Saya pernah memberi challenge kepada staf bawahan saya untuk mengerjakan sesuatu hal yang baru di luar jobdesc-nya. Tapi apakah yang jadi respon dari bawahan saya tersebut?
Ya, ternyata bawahan saya tersebut sudah menyatakan menyerah kalah duluan sebelum "bertempur", padahal belum juga dilakoninya apa yang saya delegasikan tersebut tapi sudah menyatakan dirinya tidak mampu dengan sejumlah alasan.
Tentu saja saya tidak berkenan dengan respon bawahan saya tersebut, sehingga saya tetap bersikeras untuk mendapuknya mengerjakan challenge yang saya berikan padanya, sekaligus hal ini sebagai eduaksi bagi kemampuan dirinya kedepan.

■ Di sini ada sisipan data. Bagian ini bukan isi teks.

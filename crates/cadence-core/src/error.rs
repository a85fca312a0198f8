//! Error types for the cadence core library.

use std::fmt;
use std::path::PathBuf;

use thiserror::Error;

/// Which half of a delete-then-insert write failed.
#[derive(Debug, Clone, Copy, PartialEq, Eq)]
pub enum WritePhase {
    /// Removing the previous generated workouts or their schedule entries
    Delete,
    /// Writing the new workouts or their schedule entries
    Insert,
}

impl fmt::Display for WritePhase {
    fn fmt(&self, f: &mut fmt::Formatter<'_>) -> fmt::Result {
        match self {
            WritePhase::Delete => write!(f, "delete"),
            WritePhase::Insert => write!(f, "insert"),
        }
    }
}

/// Coarse classification of [`CoachError`] for callers that only need to
/// pick a message or a severity.
#[derive(Debug, Clone, Copy, PartialEq, Eq)]
pub enum ErrorKind {
    InvalidSpec,
    MalformedGenerationResponse,
    PersistenceFailure,
    PartialReconciliation,
    NotFound,
    Environment,
}

/// Comprehensive error type for all cadence operations.
#[derive(Error, Debug)]
pub enum CoachError {
    /// Scheduling inputs that cannot produce a program
    #[error("Invalid program spec for '{field}': {reason}")]
    InvalidSpec { field: String, reason: String },
    /// Generated content with no recognizable workouts
    #[error("Malformed generation response: {reason}")]
    MalformedGenerationResponse { reason: String },
    /// A backing-store write failed before anything was lost
    #[error(
        "Persistence failure during {phase} phase \
         ({removed_entries} schedule entries removed): {message}"
    )]
    Persistence {
        phase: WritePhase,
        /// Schedule entries already deleted when the failure happened
        removed_entries: usize,
        message: String,
    },
    /// Old workouts were deleted but their replacements were not fully
    /// written. The program shows missing workouts until a retry succeeds.
    #[error(
        "Partial reconciliation at stage '{stage}': {deleted} workout(s) removed, \
         {inserted} written before failure: {message}"
    )]
    PartialReconciliation {
        stage: String,
        deleted: usize,
        inserted: usize,
        message: String,
    },
    /// Database connection or query errors
    #[error("Database error: {message}")]
    Database {
        message: String,
        #[source]
        source: rusqlite::Error,
    },
    /// Program not found for the given ID
    #[error("Program with ID {id} not found")]
    ProgramNotFound { id: u64 },
    /// Workout not found for the given ID
    #[error("Workout with ID {id} not found")]
    WorkoutNotFound { id: u64 },
    /// File system operation errors
    #[error("File system error at path '{path}': {source}")]
    FileSystem {
        path: PathBuf,
        source: std::io::Error,
    },
    /// XDG directory specification errors
    #[error("XDG directory error: {0}")]
    XdgDirectory(String),
    /// Serialization/deserialization errors
    #[error("Serialization error: {source}")]
    Serialization {
        #[from]
        source: serde_json::Error,
    },
    /// Configuration and runtime plumbing errors
    #[error("Configuration error: {message}")]
    Configuration { message: String },
}

/// Builder for creating database errors with optional context.
pub struct DatabaseErrorBuilder {
    message: String,
}

impl DatabaseErrorBuilder {
    /// Create a new database error builder with a message.
    pub fn new(message: impl Into<String>) -> Self {
        Self {
            message: message.into(),
        }
    }

    /// Build the error with the given source.
    pub fn with_source(self, source: rusqlite::Error) -> CoachError {
        CoachError::Database {
            message: self.message,
            source,
        }
    }
}

/// Builder for creating spec validation errors.
pub struct InvalidSpecBuilder {
    field: String,
}

impl InvalidSpecBuilder {
    /// Create a new invalid spec error builder for a field.
    pub fn new(field: impl Into<String>) -> Self {
        Self {
            field: field.into(),
        }
    }

    /// Build the error with the given reason.
    pub fn with_reason(self, reason: impl Into<String>) -> CoachError {
        CoachError::InvalidSpec {
            field: self.field,
            reason: reason.into(),
        }
    }
}

impl CoachError {
    /// Creates a builder for database errors.
    pub fn database(message: impl Into<String>) -> DatabaseErrorBuilder {
        DatabaseErrorBuilder::new(message)
    }

    /// Creates a builder for spec validation errors.
    pub fn invalid_spec(field: impl Into<String>) -> InvalidSpecBuilder {
        InvalidSpecBuilder::new(field)
    }

    /// Creates a malformed generation response error.
    pub fn malformed(reason: impl Into<String>) -> Self {
        CoachError::MalformedGenerationResponse {
            reason: reason.into(),
        }
    }

    /// Wraps any store error as a persistence failure of the given phase.
    pub fn persistence(phase: WritePhase, removed_entries: usize, source: &CoachError) -> Self {
        CoachError::Persistence {
            phase,
            removed_entries,
            message: source.to_string(),
        }
    }

    /// Returns the coarse kind of this error.
    pub fn kind(&self) -> ErrorKind {
        match self {
            CoachError::InvalidSpec { .. } => ErrorKind::InvalidSpec,
            CoachError::MalformedGenerationResponse { .. } | CoachError::Serialization { .. } => {
                ErrorKind::MalformedGenerationResponse
            }
            CoachError::Persistence { .. } | CoachError::Database { .. } => {
                ErrorKind::PersistenceFailure
            }
            CoachError::PartialReconciliation { .. } => ErrorKind::PartialReconciliation,
            CoachError::ProgramNotFound { .. } | CoachError::WorkoutNotFound { .. } => {
                ErrorKind::NotFound
            }
            CoachError::FileSystem { .. }
            | CoachError::XdgDirectory(_)
            | CoachError::Configuration { .. } => ErrorKind::Environment,
        }
    }

    /// True when the failure left previously visible workouts deleted.
    pub fn is_data_loss(&self) -> bool {
        matches!(self, CoachError::PartialReconciliation { .. })
    }
}

/// Specialized extension trait for database-related Results.
pub trait DatabaseResultExt<T> {
    /// Map database errors with a message.
    fn db_context(self, message: &str) -> Result<T>;
}

impl<T> DatabaseResultExt<T> for std::result::Result<T, rusqlite::Error> {
    fn db_context(self, message: &str) -> Result<T> {
        self.map_err(|e| CoachError::database(message).with_source(e))
    }
}

/// Result type alias for cadence operations
pub type Result<T> = std::result::Result<T, CoachError>;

Sehingga dalam hal ini saya beri semangat dan meyakinkan dirinya untuk mengerjakannya dulu, bahkan sampai saya yakinkan dirinya bahwa saya akan mendampinginya mengerjakan challenge yang saya berikan tersebut.

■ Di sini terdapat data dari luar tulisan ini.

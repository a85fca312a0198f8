//! Workout CRUD operations and queries.

use jiff::{Timestamp, civil::Date};
use rusqlite::{OptionalExtension, params};

use super::utils::{parse_json_map, parse_optional_text, parse_text};
use crate::{
    error::{CoachError, DatabaseResultExt, Result},
    models::{NewWorkout, WorkoutRecord, WorkoutScope},
};

const WORKOUT_COLUMNS: &str = "id, program_id, title, body, tags, scheduled_date, is_reference, position, created_at, updated_at";
const CHECK_PROGRAM_EXISTS_SQL: &str = "SELECT EXISTS(SELECT 1 FROM programs WHERE id = ?1)";
const INSERT_WORKOUT_SQL: &str = "INSERT INTO workouts (program_id, title, body, tags, scheduled_date, is_reference, position, created_at, updated_at) VALUES (?1, ?2, ?3, ?4, ?5, ?6, ?7, ?8, ?9)";
const DELETE_GENERATED_WORKOUTS_SQL: &str =
    "DELETE FROM workouts WHERE program_id = ?1 AND is_reference = 0";
const UPDATE_WORKOUT_CONTENT_SQL: &str =
    "UPDATE workouts SET title = ?1, body = ?2, updated_at = ?3 WHERE id = ?4";
const UPDATE_WORKOUT_DATE_SQL: &str =
    "UPDATE workouts SET scheduled_date = ?1, updated_at = ?2 WHERE id = ?3";
const DELETE_WORKOUT_SQL: &str = "DELETE FROM workouts WHERE id = ?1";

impl WorkoutScope {
    fn sql_condition(&self) -> &'static str {
        match self {
            WorkoutScope::Generated => " AND is_reference = 0",
            WorkoutScope::Reference => " AND is_reference = 1",
            WorkoutScope::All => "",
        }
    }
}

impl super::Database {
    /// Helper function to construct a WorkoutRecord from a database row
    fn build_workout_from_row(row: &rusqlite::Row) -> rusqlite::Result<WorkoutRecord> {
        Ok(WorkoutRecord {
            id: row.get::<_, i64>(0)? as u64,
            program_id: row.get::<_, i64>(1)? as u64,
            title: row.get(2)?,
            body: row.get(3)?,
            tags: parse_json_map(row, 4)?,
            scheduled_date: parse_optional_text::<Date>(row, 5)?,
            is_reference: row.get(6)?,
            position: row.get::<_, i64>(7)? as u32,
            created_at: parse_text(row, 8)?,
            updated_at: parse_text(row, 9)?,
        })
    }

    /// Lists a program's workouts: references first, then by position.
    pub fn list_workouts(&self, program_id: u64, scope: WorkoutScope) -> Result<Vec<WorkoutRecord>> {
        let query = format!(
            "SELECT {WORKOUT_COLUMNS} FROM workouts WHERE program_id = ?1{} \
             ORDER BY is_reference DESC, position, id",
            scope.sql_condition()
        );

        let mut stmt = self
            .connection
            .prepare(&query)
            .db_context("Failed to prepare query")?;

        stmt.query_map(params![program_id as i64], Self::build_workout_from_row)
            .db_context("Failed to query workouts")?
            .collect::<std::result::Result<Vec<_>, _>>()
            .db_context("Failed to fetch workouts")
    }

    /// Retrieves a workout by its ID.
    pub fn get_workout(&self, id: u64) -> Result<Option<WorkoutRecord>> {
        let query = format!("SELECT {WORKOUT_COLUMNS} FROM workouts WHERE id = ?1");
        self.connection
            .query_row(&query, params![id as i64], Self::build_workout_from_row)
            .optional()
            .db_context("Failed to query workout")
    }

    /// Inserts workouts in one transaction, returning the stored records in
    /// input order.
    pub fn insert_workouts(&mut self, workouts: &[NewWorkout]) -> Result<Vec<WorkoutRecord>> {
        let tx = self
            .connection
            .transaction()
            .db_context("Failed to begin transaction")?;

        let now = Timestamp::now();
        let now_str = now.to_string();
        let mut records = Vec::with_capacity(workouts.len());

        for workout in workouts {
            let exists: bool = tx
                .query_row(
                    CHECK_PROGRAM_EXISTS_SQL,
                    params![workout.program_id as i64],
                    |row| row.get(0),
                )
                .db_context("Failed to check program existence")?;
            if !exists {
                return Err(CoachError::ProgramNotFound {
                    id: workout.program_id,
                });
            }

            let tags = serde_json::to_string(&workout.tags)?;
            tx.execute(
                INSERT_WORKOUT_SQL,
                params![
                    workout.program_id as i64,
                    workout.title,
                    workout.body,
                    tags,
                    workout.scheduled_date.map(|d| d.to_string()),
                    workout.is_reference,
                    workout.position as i64,
                    &now_str,
                    &now_str
                ],
            )
            .db_context("Failed to insert workout")?;

            records.push(WorkoutRecord {
                id: tx.last_insert_rowid() as u64,
                program_id: workout.program_id,
                title: workout.title.clone(),
                body: workout.body.clone(),
                tags: workout.tags.clone(),
                scheduled_date: workout.scheduled_date,
                is_reference: workout.is_reference,
                position: workout.position,
                created_at: now,
                updated_at: now,
            });
        }

        tx.commit().db_context("Failed to commit transaction")?;
        Ok(records)
    }

    /// Deletes every non-reference workout of a program. Their schedule
    /// entries go with them.
    pub fn delete_generated_workouts(&mut self, program_id: u64) -> Result<usize> {
        self.connection
            .execute(DELETE_GENERATED_WORKOUTS_SQL, params![program_id as i64])
            .db_context("Failed to delete workouts")
    }

    /// Updates title and body only. Returns false if the workout is missing.
    pub fn update_workout_content(&mut self, id: u64, title: &str, body: &str) -> Result<bool> {
        let rows_affected = self
            .connection
            .execute(
                UPDATE_WORKOUT_CONTENT_SQL,
                params![title, body, Timestamp::now().to_string(), id as i64],
            )
            .db_context("Failed to update workout")?;
        Ok(rows_affected > 0)
    }

    /// Sets the dedicated date field. Returns false if the workout is missing.
    pub fn set_workout_date(&mut self, id: u64, date: Option<Date>) -> Result<bool> {
        let rows_affected = self
            .connection
            .execute(
                UPDATE_WORKOUT_DATE_SQL,
                params![date.map(|d| d.to_string()), Timestamp::now().to_string(), id as i64],
            )
            .db_context("Failed to update workout date")?;
        Ok(rows_affected > 0)
    }

    /// Deletes one workout. Returns false if it did not exist.
    pub fn delete_workout(&mut self, id: u64) -> Result<bool> {
        let rows_affected = self
            .connection
            .execute(DELETE_WORKOUT_SQL, params![id as i64])
            .db_context("Failed to delete workout")?;
        Ok(rows_affected > 0)
    }
}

Eh ternyata bawahan saya tersebut mampu mengerjakannya, meski masih ada beberapa hal yang harus dievaluasi, tapi buktinya kalau memang ada kemauan dan niat serta saya dampingi, ternyata dirinya bisa mengerjakannya.

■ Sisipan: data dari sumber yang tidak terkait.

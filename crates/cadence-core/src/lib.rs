//! Core library for the Cadence training program builder.
//!
//! Cadence turns a program shape (start date, weeks, weekdays) into a dated
//! schedule, normalizes generated workout payloads into a canonical form,
//! and keeps the stored workouts of a program in line with an editor's
//! state.
//!
//! - [`schedule`]: calendar scheduling, pure and deterministic
//! - [`normalize`]: generated payloads to [`CanonicalWorkout`]
//! - [`reconcile`]: staged delete-then-insert against a [`WorkoutStore`]
//! - [`autosave`]: debounced, single-flight saving of a program state
//! - [`coach`]: the async facade over the SQLite store
//! - [`display`]: markdown rendering of models and operation results
//!
//! # Quick Start
//!
//! ```rust,no_run
//! use cadence_core::{CoachBuilder, params::{CreateProgram, Schedule}};
//! use jiff::civil::date;
//!
//! # async fn example() -> Result<(), Box<dyn std::error::Error>> {
//! let coach = CoachBuilder::new()
//!     .with_database_path(Some("test.db"))
//!     .build()
//!     .await?;
//!
//! let slots = coach.schedule(&Schedule {
//!     start_date: date(2030, 6, 3),
//!     number_of_weeks: 2,
//!     weekdays: "mon,wed,fri".parse()?,
//! })?;
//! assert_eq!(slots.len(), 6);
//!
//! let program = coach
//!     .create_program(&CreateProgram {
//!         name: "Summer Strength".to_string(),
//!         description: Some("Squat twice a week".to_string()),
//!         start_date: date(2030, 6, 3),
//!         number_of_weeks: 2,
//!         weekdays: "mon,wed,fri".parse()?,
//!         details: Default::default(),
//!     })
//!     .await?;
//! println!("{program}");
//! # Ok(())
//! # }
//! ```

pub mod autosave;
pub mod coach;
pub mod db;
pub mod display;
pub mod error;
pub mod models;
pub mod normalize;
pub mod params;
pub mod prompt;
pub mod reconcile;
pub mod schedule;
pub mod store;

// Re-export commonly used types
pub use autosave::{AutosaveConfig, AutosaveController, ProgramWriter};
pub use coach::{Coach, CoachBuilder, workout_ops::ImportOutcome};
pub use db::Database;
pub use display::{
    CreateResult, DeleteResult, OperationStatus, ProgramSummaries, Slots, UpdateResult, Workouts,
};
pub use error::{CoachError, ErrorKind, Result};
pub use models::{
    CanonicalWorkout, Program, ProgramMetadata, ProgramSpec, ProgramState, ProgramSummary,
    SaveState, ScheduledSlot, WeekdaySet, WorkoutRecord, WorkoutScope,
};
pub use normalize::{coerce_workouts_array, normalize, parse_generation_response};
pub use reconcile::{ReconcileReport, reconcile};
pub use schedule::Scheduler;
pub use store::WorkoutStore;
//! Data models for programs, workouts and schedules.
//!
//! Display implementations for these models live in
//! [`crate::display::models`], keeping the data structures free of
//! presentation logic.
//!
//! # Examples
//!
//! ```rust
//! use cadence_core::models::{ProgramSpec, WeekdaySet};
//! use jiff::civil::date;
//!
//! let mut spec = ProgramSpec::new(date(2024, 6, 3), 2, "mon,wed,fri".parse().unwrap());
//! assert_eq!(spec.days_per_week(), 3);
//! assert_eq!(spec.total_workouts(), 6);
//!
//! spec.set_days_per_week(4);
//! assert_eq!(spec.weekdays.to_string(), "Mon, Tue, Wed, Fri");
//! # let _ = WeekdaySet::all();
//! ```

pub mod program;
pub mod slot;
pub mod state;
pub mod status;
pub mod summary;
pub mod weekday;
pub mod workout;

#[cfg(test)]
mod tests;

pub use program::{Program, ProgramMetadata, ProgramSpec};
pub use slot::ScheduledSlot;
pub use state::ProgramState;
pub use status::SaveState;
pub use summary::ProgramSummary;
pub use weekday::{WeekdaySet, parse_weekday, weekday_abbrev, weekday_name};
pub use workout::{CanonicalWorkout, NewWorkout, ScheduleEntry, Tags, WorkoutRecord, WorkoutScope};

Tentu saja hal ini akan sangat bermanfaat bagi dirinya kedepan, sebab dari apa yang telah dilakoninya tersebut malah menambah daya saingnya, daya dobraknya, mutu kualitasnya, dan yang terpenting adalah kemampuan dan wawasannya bertambah, begitu pula dengan pengalamannya serta jam terbangnya.
Usut punya usut ternyata apa yang terjadi pada salah satu staf bawahan saya ini kerap pula terjadi pada karyawan lainnya termasuk pada bagian kerja yang lainnya, belum juga suatu challenge dimulai untuk dikerjakan tapi kebanyakan dari mereka sudah menyatakan tidak mampu dengan sejumlah alasan pembenar.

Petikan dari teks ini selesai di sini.